- Input -
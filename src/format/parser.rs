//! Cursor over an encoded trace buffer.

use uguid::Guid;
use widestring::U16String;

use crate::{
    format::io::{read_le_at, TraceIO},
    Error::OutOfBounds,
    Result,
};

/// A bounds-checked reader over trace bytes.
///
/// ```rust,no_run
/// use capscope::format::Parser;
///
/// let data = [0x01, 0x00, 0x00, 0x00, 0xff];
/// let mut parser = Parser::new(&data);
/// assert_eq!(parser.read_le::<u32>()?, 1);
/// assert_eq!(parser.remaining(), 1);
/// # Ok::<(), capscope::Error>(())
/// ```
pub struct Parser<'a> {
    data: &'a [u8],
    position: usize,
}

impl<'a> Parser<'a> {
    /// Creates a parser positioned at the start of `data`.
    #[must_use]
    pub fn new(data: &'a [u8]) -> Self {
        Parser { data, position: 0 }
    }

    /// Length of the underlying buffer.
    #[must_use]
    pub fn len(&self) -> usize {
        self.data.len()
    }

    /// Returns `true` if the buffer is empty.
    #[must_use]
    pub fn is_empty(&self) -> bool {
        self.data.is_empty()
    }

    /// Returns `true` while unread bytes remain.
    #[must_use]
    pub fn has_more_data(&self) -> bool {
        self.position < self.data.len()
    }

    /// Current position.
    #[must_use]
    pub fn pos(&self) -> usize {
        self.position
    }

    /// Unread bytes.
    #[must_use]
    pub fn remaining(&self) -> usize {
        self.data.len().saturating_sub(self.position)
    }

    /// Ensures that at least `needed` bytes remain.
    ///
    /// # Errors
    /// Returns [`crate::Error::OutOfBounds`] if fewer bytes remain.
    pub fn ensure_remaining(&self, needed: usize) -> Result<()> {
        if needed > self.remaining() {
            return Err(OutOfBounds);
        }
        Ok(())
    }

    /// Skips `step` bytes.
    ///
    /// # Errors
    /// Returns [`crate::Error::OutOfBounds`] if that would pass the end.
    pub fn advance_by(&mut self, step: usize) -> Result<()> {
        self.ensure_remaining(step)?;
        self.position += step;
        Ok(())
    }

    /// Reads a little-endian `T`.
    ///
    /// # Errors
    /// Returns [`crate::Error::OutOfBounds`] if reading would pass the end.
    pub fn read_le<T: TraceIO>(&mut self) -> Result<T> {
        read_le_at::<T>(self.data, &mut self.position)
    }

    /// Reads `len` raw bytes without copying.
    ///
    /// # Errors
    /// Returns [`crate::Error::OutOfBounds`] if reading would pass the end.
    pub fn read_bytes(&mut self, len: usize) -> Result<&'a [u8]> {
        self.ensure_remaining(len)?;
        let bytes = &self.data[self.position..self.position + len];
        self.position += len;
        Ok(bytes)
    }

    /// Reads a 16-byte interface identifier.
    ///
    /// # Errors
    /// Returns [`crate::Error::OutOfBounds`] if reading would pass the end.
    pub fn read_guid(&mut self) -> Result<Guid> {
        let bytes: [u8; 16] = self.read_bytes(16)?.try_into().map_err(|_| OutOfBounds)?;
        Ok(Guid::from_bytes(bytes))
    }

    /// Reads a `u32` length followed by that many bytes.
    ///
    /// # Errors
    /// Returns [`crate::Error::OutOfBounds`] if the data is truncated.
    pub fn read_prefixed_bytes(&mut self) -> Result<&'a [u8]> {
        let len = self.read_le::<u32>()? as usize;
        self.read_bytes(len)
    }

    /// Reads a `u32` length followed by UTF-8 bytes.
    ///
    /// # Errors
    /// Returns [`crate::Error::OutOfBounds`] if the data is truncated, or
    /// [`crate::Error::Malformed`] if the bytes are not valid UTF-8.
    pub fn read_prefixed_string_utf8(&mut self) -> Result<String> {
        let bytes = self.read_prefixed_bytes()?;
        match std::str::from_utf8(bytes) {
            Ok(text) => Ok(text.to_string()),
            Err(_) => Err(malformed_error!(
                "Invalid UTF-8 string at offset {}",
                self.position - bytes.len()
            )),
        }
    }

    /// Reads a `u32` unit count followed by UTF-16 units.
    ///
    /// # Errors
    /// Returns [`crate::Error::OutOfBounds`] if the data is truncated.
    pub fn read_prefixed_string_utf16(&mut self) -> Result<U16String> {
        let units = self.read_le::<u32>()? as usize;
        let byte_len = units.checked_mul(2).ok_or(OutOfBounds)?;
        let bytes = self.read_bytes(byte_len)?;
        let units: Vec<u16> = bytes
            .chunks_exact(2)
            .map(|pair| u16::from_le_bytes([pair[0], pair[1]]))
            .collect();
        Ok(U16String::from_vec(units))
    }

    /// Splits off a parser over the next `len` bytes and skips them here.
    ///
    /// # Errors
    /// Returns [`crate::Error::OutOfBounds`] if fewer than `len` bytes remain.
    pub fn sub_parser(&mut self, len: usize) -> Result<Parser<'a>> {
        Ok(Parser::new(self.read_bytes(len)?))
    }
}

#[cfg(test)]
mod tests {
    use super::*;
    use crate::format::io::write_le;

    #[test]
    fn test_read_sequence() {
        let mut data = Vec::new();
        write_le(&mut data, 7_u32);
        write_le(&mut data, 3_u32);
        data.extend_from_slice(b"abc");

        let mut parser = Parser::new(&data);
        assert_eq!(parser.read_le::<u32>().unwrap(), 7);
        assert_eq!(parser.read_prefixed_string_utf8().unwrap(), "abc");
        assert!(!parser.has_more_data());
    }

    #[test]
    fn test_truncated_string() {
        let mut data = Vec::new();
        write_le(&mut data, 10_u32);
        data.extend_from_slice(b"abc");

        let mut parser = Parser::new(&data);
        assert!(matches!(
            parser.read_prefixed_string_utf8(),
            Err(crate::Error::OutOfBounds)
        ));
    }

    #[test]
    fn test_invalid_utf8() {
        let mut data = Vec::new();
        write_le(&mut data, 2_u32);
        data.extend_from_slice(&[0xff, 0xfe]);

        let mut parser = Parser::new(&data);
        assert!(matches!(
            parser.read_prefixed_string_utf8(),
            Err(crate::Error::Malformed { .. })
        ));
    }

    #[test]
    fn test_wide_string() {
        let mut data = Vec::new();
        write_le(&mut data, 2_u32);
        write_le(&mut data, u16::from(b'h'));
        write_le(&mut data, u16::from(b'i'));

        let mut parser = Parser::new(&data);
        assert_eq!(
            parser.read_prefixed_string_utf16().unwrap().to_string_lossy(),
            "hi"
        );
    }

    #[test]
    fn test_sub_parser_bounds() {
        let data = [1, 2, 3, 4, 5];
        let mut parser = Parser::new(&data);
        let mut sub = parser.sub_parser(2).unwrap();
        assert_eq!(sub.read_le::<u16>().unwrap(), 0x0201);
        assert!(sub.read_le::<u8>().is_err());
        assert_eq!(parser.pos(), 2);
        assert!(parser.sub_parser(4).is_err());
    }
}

- Work instructions -
In the entries above, count the lines that contain the string "true" and reply with the number only.

- Task solution -
2